Why I didn’t celebrate Australia Day

I want to talk about Australia Day. 


Sure, it’s the type of day that people want to celebrate all the achievements and successes attributed to the Australian nation and its individuals alike. 


When you are far away from home, like I am at the moment, it’s so important to feel like you are connected to what’s going on back home. Or at least that is my experience. But I didn’t celebrate Australia Day here, yesterday... not yet anyways. 


The big problem with Australia Day, as it is, is what it stands for for those peoples whose families were in Australia before colonisation. Right now Australia Day is January 26, and is also known as Invasion Day by many Indigenous Australians. 


Here is some history behind it... 


Before January 26, 1788, “Aboriginal peoples had been living for more than 60 000 years on the continent we now know as Australia. At least 1600 generations of these peoples had lived and died here.” (Kwan, 2019).


January 26 marks the day in 1788 that the British claimed the eastern seaboard of Australia and claimed sovereignty over it. It was known as New Holland at the time. On January 1, 1901, Australias states and territories came together and became a Federation, marking it the Australia that we know it as today. It started out being a day of celebration and unity for white Australians. It wasn’t until 1935 that all states and territories even adopted the term ‘Australia Day’. On top of that it wasn’t until 1994 that it became a consistent date marked by a public holiday by all states and territories (Wikipedia, 2019). 


The date is so contentious because it marks the start date of atrocities against Indigenous Australians, including enslavement, destruction and genocide. It is referred to as ‘Invasion Day’ or ‘Survivors Day’ acknowledging the generations of those who have and continue to live through racism and hate. Many issues for indigenous issues are ongoing including excessive incarceration rates and short life expectancy compared to other non-indigenous people (Russel, 2018; Australian Government, 2018). Sadly, Racism and Xenophobia exist in Australia toward many peoples, including Indigenous Australians. 
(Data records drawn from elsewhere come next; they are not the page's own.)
use chrono::{DateTime, Utc};
use rust_decimal::Decimal;
use serde::{Deserialize, Serialize};

/// Quantity above which a record counts as fully stocked. At or below it the
/// record is low stock; at zero it is out of stock.
pub const IN_STOCK_THRESHOLD: u32 = 10;

/// Stock level bucket, derived from `quantity`, never set directly.
#[derive(Clone, Copy, Debug, PartialEq, Eq, Serialize, Deserialize, strum::Display)]
pub enum InventoryStatus {
    #[serde(rename = "In Stock")]
    #[strum(serialize = "In Stock")]
    InStock,
    #[serde(rename = "Low Stock")]
    #[strum(serialize = "Low Stock")]
    LowStock,
    #[serde(rename = "Out of Stock")]
    #[strum(serialize = "Out of Stock")]
    OutOfStock,
}

impl InventoryStatus {
    /// The one quantity-to-status mapping. Every mutation path goes through
    /// here; callers cannot desync `status` from `quantity`.
    pub fn for_quantity(quantity: u32) -> Self {
        if quantity > IN_STOCK_THRESHOLD {
            InventoryStatus::InStock
        } else if quantity > 0 {
            InventoryStatus::LowStock
        } else {
            InventoryStatus::OutOfStock
        }
    }
}

/// A stocked item.
#[derive(Clone, Debug, PartialEq, Serialize, Deserialize)]
#[serde(rename_all = "camelCase")]
pub struct InventoryRecord {
    /// Unique identifier for the record.
    pub id: String,

    /// Display name of the item.
    pub item_name: String,

    /// Free-text category, e.g. "Electronics".
    pub category: String,

    /// Free-text storage location, e.g. "Floor 1 - Section A".
    pub location: String,

    /// Units on hand. Never goes negative; the fulfillment engine rejects
    /// orders it cannot cover.
    pub quantity: u32,

    /// Price per unit.
    pub unit_price: Decimal,

    /// Derived stock bucket; recomputed whenever `quantity` changes.
    pub status: InventoryStatus,

    /// Set on every create and update.
    pub last_updated: DateTime<Utc>,
}

impl InventoryRecord {
    /// Apply a new quantity, recomputing the derived status and refreshing
    /// the update timestamp.
    pub fn set_quantity(&mut self, quantity: u32) {
        self.quantity = quantity;
        self.status = InventoryStatus::for_quantity(quantity);
        self.last_updated = Utc::now();
    }

    /// Total value of the units on hand.
    pub fn stock_value(&self) -> Decimal {
        self.unit_price * Decimal::from(self.quantity)
    }
}
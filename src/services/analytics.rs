use chrono::{DateTime, Datelike, Utc};
use rust_decimal::Decimal;
use serde::{Deserialize, Serialize};
use tracing::instrument;

use crate::errors::ServiceError;
use crate::models::{InventoryStatus, SalesOrder, SalesOrderStatus};
use crate::repositories::{InventoryRepository, OrderRepository};

/// Trend bucketing granularity.
#[derive(Clone, Copy, Debug, PartialEq, Eq, Serialize, Deserialize)]
#[serde(rename_all = "lowercase")]
pub enum Timeframe {
    Daily,
    Weekly,
    Monthly,
    Yearly,
}

/// Inclusive timestamp range filter.
#[derive(Clone, Copy, Debug, Serialize, Deserialize)]
pub struct DateRange {
    pub start: DateTime<Utc>,
    pub end: DateTime<Utc>,
}

impl DateRange {
    fn contains(&self, at: DateTime<Utc>) -> bool {
        at >= self.start && at <= self.end
    }
}

#[derive(Clone, Debug, PartialEq, Serialize, Deserialize)]
#[serde(rename_all = "camelCase")]
pub struct PerformerStat {
    pub name: String,
    pub amount: Decimal,
}

/// Aggregate sales performance over the matching Approved orders.
#[derive(Clone, Debug, PartialEq, Serialize, Deserialize)]
#[serde(rename_all = "camelCase")]
pub struct PerformanceStats {
    pub total_sales: Decimal,
    pub order_count: usize,
    /// Zero when there are no matching orders.
    pub avg_order_value: Decimal,
    pub total_quantity: u64,
    pub top_performer: Option<PerformerStat>,
    pub low_performer: Option<PerformerStat>,
}

/// One trend bucket: a label plus the sales it aggregates.
#[derive(Clone, Debug, PartialEq, Serialize, Deserialize)]
pub struct TrendPoint {
    pub name: String,
    pub amount: Decimal,
    pub count: usize,
}

/// Inventory summary for the dashboard landing view.
#[derive(Clone, Debug, PartialEq, Serialize, Deserialize)]
#[serde(rename_all = "camelCase")]
pub struct DashboardStats {
    pub total_records: usize,
    /// Records touched today (by `last_updated`).
    pub today_entries: usize,
    /// Sum of quantity times unit price over the whole inventory.
    pub total_value: Decimal,
    /// Low-stock plus out-of-stock records.
    pub low_stock_items: usize,
}

/// Read-only aggregation over the persisted collections. Only Approved
/// orders count toward sales figures.
#[derive(Clone)]
pub struct AnalyticsService {
    orders: OrderRepository,
    inventory: InventoryRepository,
}

impl AnalyticsService {
    pub fn new(orders: OrderRepository, inventory: InventoryRepository) -> Self {
        Self { orders, inventory }
    }

    /// Performance aggregates, optionally filtered by owner and date range.
    #[instrument(skip(self))]
    pub fn get_performance_stats(
        &self,
        user_id: Option<&str>,
        range: Option<&DateRange>,
    ) -> Result<PerformanceStats, ServiceError> {
        let orders = self.approved_orders(user_id)?;
        let filtered: Vec<&SalesOrder> = orders
            .iter()
            .filter(|o| range.map_or(true, |r| r.contains(o.created_at)))
            .collect();

        let total_sales: Decimal = filtered.iter().map(|o| o.total_amount).sum();
        let total_quantity: u64 = filtered
            .iter()
            .map(|o| o.items.iter().map(|i| u64::from(i.quantity)).sum::<u64>())
            .sum();
        let order_count = filtered.len();
        let avg_order_value = if order_count > 0 {
            total_sales / Decimal::from(order_count as u64)
        } else {
            Decimal::ZERO
        };

        // Per-username totals in first-seen order; the stable descending
        // sort keeps ties in that order.
        let mut by_username: Vec<PerformerStat> = Vec::new();
        for order in &filtered {
            match by_username.iter_mut().find(|p| p.name == order.username) {
                Some(performer) => performer.amount += order.total_amount,
                None => by_username.push(PerformerStat {
                    name: order.username.clone(),
                    amount: order.total_amount,
                }),
            }
        }
        by_username.sort_by(|a, b| b.amount.cmp(&a.amount));

        Ok(PerformanceStats {
            total_sales,
            order_count,
            avg_order_value,
            total_quantity,
            top_performer: by_username.first().cloned(),
            low_performer: by_username.last().cloned(),
        })
    }

    /// Time-bucketed sales series. Buckets are emitted in first-seen order,
    /// not chronologically; the consuming chart renders them as encountered.
    #[instrument(skip(self))]
    pub fn get_sales_trend_data(
        &self,
        timeframe: Timeframe,
        user_id: Option<&str>,
    ) -> Result<Vec<TrendPoint>, ServiceError> {
        let orders = self.approved_orders(user_id)?;

        let mut buckets: Vec<TrendPoint> = Vec::new();
        for order in &orders {
            let name = bucket_label(timeframe, order.created_at);
            match buckets.iter_mut().find(|b| b.name == name) {
                Some(bucket) => {
                    bucket.amount += order.total_amount;
                    bucket.count += 1;
                }
                None => buckets.push(TrendPoint {
                    name,
                    amount: order.total_amount,
                    count: 1,
                }),
            }
        }
        Ok(buckets)
    }

    /// Inventory summary for the dashboard landing view.
    #[instrument(skip(self))]
    pub fn get_dashboard_stats(&self) -> Result<DashboardStats, ServiceError> {
        let records = self.inventory.list()?;
        let today = Utc::now().date_naive();

        Ok(DashboardStats {
            total_records: records.len(),
            today_entries: records
                .iter()
                .filter(|r| r.last_updated.date_naive() == today)
                .count(),
            total_value: records.iter().map(|r| r.stock_value()).sum(),
            low_stock_items: records
                .iter()
                .filter(|r| {
                    matches!(
                        r.status,
                        InventoryStatus::LowStock | InventoryStatus::OutOfStock
                    )
                })
                .count(),
        })
    }

    fn approved_orders(&self, user_id: Option<&str>) -> Result<Vec<SalesOrder>, ServiceError> {
        Ok(self
            .orders
            .list()?
            .into_iter()
            .filter(|o| o.status == SalesOrderStatus::Approved)
            .filter(|o| user_id.map_or(true, |id| o.user_id == id))
            .collect())
    }
}

/// Map a timestamp to its bucket label.
fn bucket_label(timeframe: Timeframe, at: DateTime<Utc>) -> String {
    match timeframe {
        Timeframe::Daily => at.format("%-d %b").to_string(),
        Timeframe::Weekly => {
            // Week number from day-of-year plus the weekday offset of the
            // date itself, counting weeks from Sunday.
            let n = at.weekday().num_days_from_sunday() + 1 + at.ordinal0();
            format!("Week {}", (n + 6) / 7)
        }
        Timeframe::Monthly => at.format("%b %y").to_string(),
        Timeframe::Yearly => at.format("%Y").to_string(),
    }
}
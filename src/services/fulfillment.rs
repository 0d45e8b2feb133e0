use std::collections::HashMap;
use std::sync::{Arc, Mutex};

use chrono::Utc;
use serde::{Deserialize, Serialize};
use tracing::{info, instrument, warn};
use validator::{Validate, ValidationError};

use crate::errors::ServiceError;
use crate::events::{Event, EventSender};
use crate::models::{SalesOrder, SalesOrderItem, SalesOrderStatus};
use crate::repositories::{InventoryRepository, OrderRepository};

/// One requested line: which record to draw from and how much.
/// Item name and price are snapshotted from the record at fulfillment time.
#[derive(Debug, Clone, Serialize, Deserialize)]
pub struct OrderLineRequest {
    pub inventory_id: String,
    pub quantity: u32,
}

#[derive(Debug, Clone, Serialize, Deserialize, Validate)]
pub struct CreateOrderRequest {
    #[validate(length(min = 1, message = "User id is required"))]
    pub user_id: String,
    #[validate(length(min = 1, message = "Username is required"))]
    pub username: String,
    #[validate(
        length(min = 1, message = "Order must contain at least one line item"),
        custom = "validate_line_quantities"
    )]
    pub items: Vec<OrderLineRequest>,
    /// Attachment metadata only.
    pub document_name: Option<String>,
    pub document_type: Option<String>,
}

fn validate_line_quantities(items: &[OrderLineRequest]) -> Result<(), ValidationError> {
    if items.iter().any(|line| line.quantity == 0) {
        let mut err = ValidationError::new("quantity");
        err.message = Some("Line quantities must be at least 1".into());
        return Err(err);
    }
    Ok(())
}

/// The order fulfillment engine: validate-then-deduct across the inventory
/// and order collections, atomic from the caller's point of view.
///
/// The store has no transactions, so the whole operation runs under one
/// critical section per service instance; concurrent callers cannot both
/// validate against the same stale quantity.
#[derive(Clone)]
pub struct FulfillmentService {
    inventory: InventoryRepository,
    orders: OrderRepository,
    event_sender: Option<EventSender>,
    restock_on_delete: bool,
    lock: Arc<Mutex<()>>,
}

impl FulfillmentService {
    pub fn new(
        inventory: InventoryRepository,
        orders: OrderRepository,
        event_sender: Option<EventSender>,
        restock_on_delete: bool,
    ) -> Self {
        Self {
            inventory,
            orders,
            event_sender,
            restock_on_delete,
            lock: Arc::new(Mutex::new(())),
        }
    }

    /// Fulfill a proposed order.
    ///
    /// Phase 1 checks that every line, including repeated lines against the
    /// same record, is covered by on-hand stock; any shortfall rejects the
    /// whole batch with no mutation. Phase 2 deducts stock, recomputes the
    /// derived statuses, persists the inventory collection, then persists
    /// the new order prepended to the order collection (most recent first).
    #[instrument(skip(self, request), fields(user_id = %request.user_id, lines = request.items.len()))]
    pub fn create_order(&self, request: CreateOrderRequest) -> Result<SalesOrder, ServiceError> {
        request
            .validate()
            .map_err(|e| ServiceError::ValidationError(e.to_string()))?;

        let _guard = self.lock.lock().unwrap_or_else(|e| e.into_inner());

        let mut records = self.inventory.list()?;

        // Validation phase. Requirements are summed per record so a batch
        // that references the same item twice cannot oversell it.
        let mut required: HashMap<&str, u32> = HashMap::new();
        for line in &request.items {
            let entry = required.entry(line.inventory_id.as_str()).or_insert(0);
            *entry = entry.saturating_add(line.quantity);
        }
        for (inventory_id, quantity) in &required {
            match records.iter().find(|r| r.id == *inventory_id) {
                Some(record) if record.quantity >= *quantity => {}
                Some(record) => {
                    warn!(inventory_id = %inventory_id, available = record.quantity, requested = *quantity, "Order rejected: insufficient stock");
                    return Err(ServiceError::insufficient_stock(&record.item_name));
                }
                None => {
                    warn!(inventory_id = %inventory_id, "Order rejected: unknown inventory record");
                    return Err(ServiceError::insufficient_stock(*inventory_id));
                }
            }
        }

        // Execution phase. Every line is now known to be covered.
        let mut items = Vec::with_capacity(request.items.len());
        let mut adjustments = Vec::with_capacity(request.items.len());
        for line in &request.items {
            if let Some(record) = records.iter_mut().find(|r| r.id == line.inventory_id) {
                let old_quantity = record.quantity;
                record.set_quantity(old_quantity - line.quantity);
                items.push(SalesOrderItem {
                    inventory_id: record.id.clone(),
                    item_name: record.item_name.clone(),
                    quantity: line.quantity,
                    unit_price: record.unit_price,
                });
                adjustments.push(Event::InventoryAdjusted {
                    inventory_id: record.id.clone(),
                    old_quantity,
                    new_quantity: record.quantity,
                });
            }
        }

        self.inventory.save_all(&records)?;

        let order = SalesOrder {
            id: SalesOrder::generate_id(),
            user_id: request.user_id,
            username: request.username,
            total_amount: SalesOrder::compute_total(&items),
            items,
            status: SalesOrderStatus::Approved,
            created_at: Utc::now(),
            document_name: request.document_name,
            document_type: request.document_type,
        };
        self.orders.insert_first(order.clone())?;

        info!(order_id = %order.id, total_amount = %order.total_amount, "Order fulfilled");

        for adjustment in adjustments {
            self.emit(adjustment);
        }
        self.emit(Event::OrderCreated {
            order_id: order.id.clone(),
            user_id: order.user_id.clone(),
            total_amount: order.total_amount,
        });

        Ok(order)
    }

    /// Delete an order record. Absent ids are a silent no-op.
    ///
    /// By default deletion is "hide from ledger": inventory is untouched.
    /// With the `restock_on_delete` policy enabled, ordered quantities are
    /// added back to the surviving inventory records (records deleted since
    /// the order was placed are skipped).
    #[instrument(skip(self), fields(order_id = %id))]
    pub fn delete_order(&self, id: &str) -> Result<(), ServiceError> {
        let _guard = self.lock.lock().unwrap_or_else(|e| e.into_inner());

        let mut orders = self.orders.list()?;
        let Some(position) = orders.iter().position(|o| o.id == id) else {
            return Ok(());
        };
        let order = orders.remove(position);
        self.orders.save_all(&orders)?;

        let mut restocked = false;
        if self.restock_on_delete {
            let mut records = self.inventory.list()?;
            for item in &order.items {
                if let Some(record) = records.iter_mut().find(|r| r.id == item.inventory_id) {
                    record.set_quantity(record.quantity.saturating_add(item.quantity));
                    restocked = true;
                }
            }
            if restocked {
                self.inventory.save_all(&records)?;
            }
        }

        info!(restocked, "Order deleted");
        self.emit(Event::OrderDeleted {
            order_id: order.id,
            restocked,
        });
        Ok(())
    }

    fn emit(&self, event: Event) {
        if let Some(sender) = &self.event_sender {
            if let Err(e) = sender.send(event) {
                warn!(error = %e, "Failed to send event");
            }
        }
    }
}
use thiserror::Error;

use crate::store::StoreError;

/// Errors surfaced by repositories and service operations.
///
/// Repository `update`/`delete` on an absent id is deliberately a silent
/// no-op, not a `NotFound`; callers that need existence checks use the
/// `get`-style lookups instead.
#[derive(Debug, Error)]
pub enum ServiceError {
    #[error("Insufficient stock: {0} has insufficient balance")]
    InsufficientStock(String),

    #[error("Not found: {0}")]
    NotFound(String),

    #[error("Validation error: {0}")]
    ValidationError(String),

    #[error("Invalid input: {0}")]
    InvalidInput(String),

    #[error("Authentication error: {0}")]
    AuthError(String),

    #[error("Store error: {0}")]
    StoreError(#[from] StoreError),

    #[error("Serialization error: {0}")]
    SerializationError(#[from] serde_json::Error),
}

impl ServiceError {
    /// Shorthand used by the fulfillment engine when a requested line cannot
    /// be covered by the referenced inventory record.
    pub fn insufficient_stock(item: impl Into<String>) -> Self {
        ServiceError::InsufficientStock(item.into())
    }

    pub fn not_found(what: impl Into<String>) -> Self {
        ServiceError::NotFound(what.into())
    }
}
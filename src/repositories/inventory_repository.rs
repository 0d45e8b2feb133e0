use std::sync::Arc;

use chrono::Utc;
use rust_decimal::Decimal;
use serde::{Deserialize, Serialize};
use tracing::{info, instrument};
use uuid::Uuid;
use validator::Validate;

use crate::errors::ServiceError;
use crate::models::{InventoryRecord, InventoryStatus};
use crate::store::KeyValueStore;

use super::{read_collection, write_collection, INVENTORY_STORAGE_KEY};

/// Fields accepted when creating an inventory record. Identity, timestamps,
/// and the derived status are assigned by the repository.
#[derive(Debug, Clone, Serialize, Deserialize, Validate)]
pub struct CreateInventoryRequest {
    #[validate(length(min = 1, message = "Item name is required"))]
    pub item_name: String,
    pub category: String,
    pub location: String,
    pub quantity: u32,
    pub unit_price: Decimal,
}

/// Shallow-merge update payload. Absent fields keep their stored values.
/// There is deliberately no `status` field: status is derived from the
/// merged quantity and cannot be supplied by a caller.
#[derive(Debug, Clone, Default, Serialize, Deserialize)]
pub struct UpdateInventoryRequest {
    pub item_name: Option<String>,
    pub category: Option<String>,
    pub location: Option<String>,
    pub quantity: Option<u32>,
    pub unit_price: Option<Decimal>,
}

/// Repository for the inventory collection.
#[derive(Clone)]
pub struct InventoryRepository {
    store: Arc<dyn KeyValueStore>,
    seed_on_empty: bool,
}

impl InventoryRepository {
    pub fn new(store: Arc<dyn KeyValueStore>, seed_on_empty: bool) -> Self {
        Self {
            store,
            seed_on_empty,
        }
    }

    /// All records. An unwritten store yields the seed set without
    /// persisting it; the first mutation writes whatever `list` returned.
    pub fn list(&self) -> Result<Vec<InventoryRecord>, ServiceError> {
        match read_collection(self.store.as_ref(), INVENTORY_STORAGE_KEY)? {
            Some(records) => Ok(records),
            None if self.seed_on_empty => Ok(seed_records()),
            None => Ok(Vec::new()),
        }
    }

    pub fn get(&self, id: &str) -> Result<Option<InventoryRecord>, ServiceError> {
        Ok(self.list()?.into_iter().find(|r| r.id == id))
    }

    #[instrument(skip(self, request), fields(item_name = %request.item_name))]
    pub fn create(&self, request: CreateInventoryRequest) -> Result<InventoryRecord, ServiceError> {
        request
            .validate()
            .map_err(|e| ServiceError::ValidationError(e.to_string()))?;

        let mut records = self.list()?;
        let record = InventoryRecord {
            id: Uuid::new_v4().to_string(),
            item_name: request.item_name,
            category: request.category,
            location: request.location,
            quantity: request.quantity,
            unit_price: request.unit_price,
            status: InventoryStatus::for_quantity(request.quantity),
            last_updated: Utc::now(),
        };
        records.push(record.clone());
        self.save_all(&records)?;

        info!(record_id = %record.id, quantity = record.quantity, "Inventory record created");
        Ok(record)
    }

    /// Shallow-merge `updates` into the stored record. The derived status is
    /// always recomputed from the merged quantity, and `last_updated` is
    /// refreshed, including on an empty update. Absent ids are a no-op.
    #[instrument(skip(self, updates), fields(record_id = %id))]
    pub fn update(&self, id: &str, updates: UpdateInventoryRequest) -> Result<(), ServiceError> {
        let mut records = self.list()?;
        for record in records.iter_mut() {
            if record.id != id {
                continue;
            }
            if let Some(item_name) = updates.item_name {
                record.item_name = item_name;
            }
            if let Some(category) = updates.category {
                record.category = category;
            }
            if let Some(location) = updates.location {
                record.location = location;
            }
            if let Some(unit_price) = updates.unit_price {
                record.unit_price = unit_price;
            }
            record.set_quantity(updates.quantity.unwrap_or(record.quantity));
            break;
        }
        self.save_all(&records)
    }

    /// Remove a record. Absent ids leave the collection unchanged.
    #[instrument(skip(self), fields(record_id = %id))]
    pub fn delete(&self, id: &str) -> Result<(), ServiceError> {
        let mut records = self.list()?;
        records.retain(|r| r.id != id);
        self.save_all(&records)
    }

    /// Persist the full collection. The fulfillment engine uses this to
    /// commit a batch of deductions in one write.
    pub(crate) fn save_all(&self, records: &[InventoryRecord]) -> Result<(), ServiceError> {
        write_collection(self.store.as_ref(), INVENTORY_STORAGE_KEY, records)
    }
}

/// Bootstrap rows returned by `list` on a never-written store.
fn seed_records() -> Vec<InventoryRecord> {
    use rust_decimal_macros::dec;

    let now = Utc::now();
    let seed = |id: &str, item_name: &str, category: &str, location: &str, quantity: u32, unit_price: Decimal| {
        InventoryRecord {
            id: id.to_string(),
            item_name: item_name.to_string(),
            category: category.to_string(),
            location: location.to_string(),
            quantity,
            unit_price,
            status: InventoryStatus::for_quantity(quantity),
            last_updated: now,
        }
    };

    vec![
        seed("1", "Ergonomic Desk Chair", "Furniture", "Floor 1 - Section A", 25, dec!(199.99)),
        seed("2", "MacBook Pro 14\"", "Electronics", "Storage C", 3, dec!(2499.00)),
        seed("3", "Wireless Mouse", "Accessories", "Floor 1 - Supply Room", 50, dec!(29.99)),
    ]
}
I, personally, struggle with anything that actively hurts people. After all, this is a blog about kindness.



This year I decided not to Celebrate... yet. 


However, I think another date would be kinder and more logical. 


A different date would NOT be a day marking the death and destruction of Indigenous people’s and culture. 


It could help everyone celebrate the unity and celebration of what is modern Australia in a more responsible and all together kinder way to ALL those who call Australia home. 


It would prioritise inclusiveness, community and kindness for all. 


Like many, I advocate for the new date to be May 8 (or Maaate). After all Australia does pride itself on mateship. 


 I saw this amazing video from Jordin, an awesome Indigenous Australian comedian, about why we should change the date to May 8. 



It’s clever, funny and gives this privileged white woman a tiny little glimpse into why it would be kinder to all to change the date. 


So, I’m going to be celebrating my Australia Day on May 8! Hopefully the weather is warmer here in England by then, so I can crack open the BBQ and throw some ‘prawns’ on, and some lamb and even some decent sized mushrooms for my vegan friends. I want to celebrate the memories I have of my home back in Australia as a kinder, and more inclusive, multicultural place to be. On a day that doesn’t make others suffer. 


I know that Australia Day is not a simple topic to write about. It’s not simple by any stretch of the imagination. But perhaps a new date will be a small step in the right direction. 


I hope you are all well,

Love Daena x


References 

Australian Government, 2018, Deaths in Australia, accessed from: https://www.aihw.gov.au/reports/life-expectancy-death/deaths/contents/life-expectancy


IndigenousX Pty,Ltd, Twitter post: Tweets, https://indigenousx.com.au


Jordin, 2017, Change Australia Day to May 8, Maaaaate, accessed from: https://youtu.be/tV57_pRGToU


Kwan, E. 2019, History of Australia Day, accessed from:https://www.australiaday.org.au/about-australia-day/history/


Russell, S. 2018, As Indigenous incarceration rates keep rising, justice reinvestment offers a solution, The Conversation, accessed from

http://theconversation.com/as-indigenous-incarceration-rates-keep-rising-justice-reinvestment-offers-a-solution-107610 


Wikipedia, 2019, Australia Day, accessed from:https://en.m.wikipedia.org/wiki/Australia_Day 

Wednesday, January 23, 2019

A crazy Week - podcasts to inspire kindness & growth

I’ve had one of the craziest weeks. 


(I’ve been everywhere Man! The view from the work van this morning as the sun rose through the trees)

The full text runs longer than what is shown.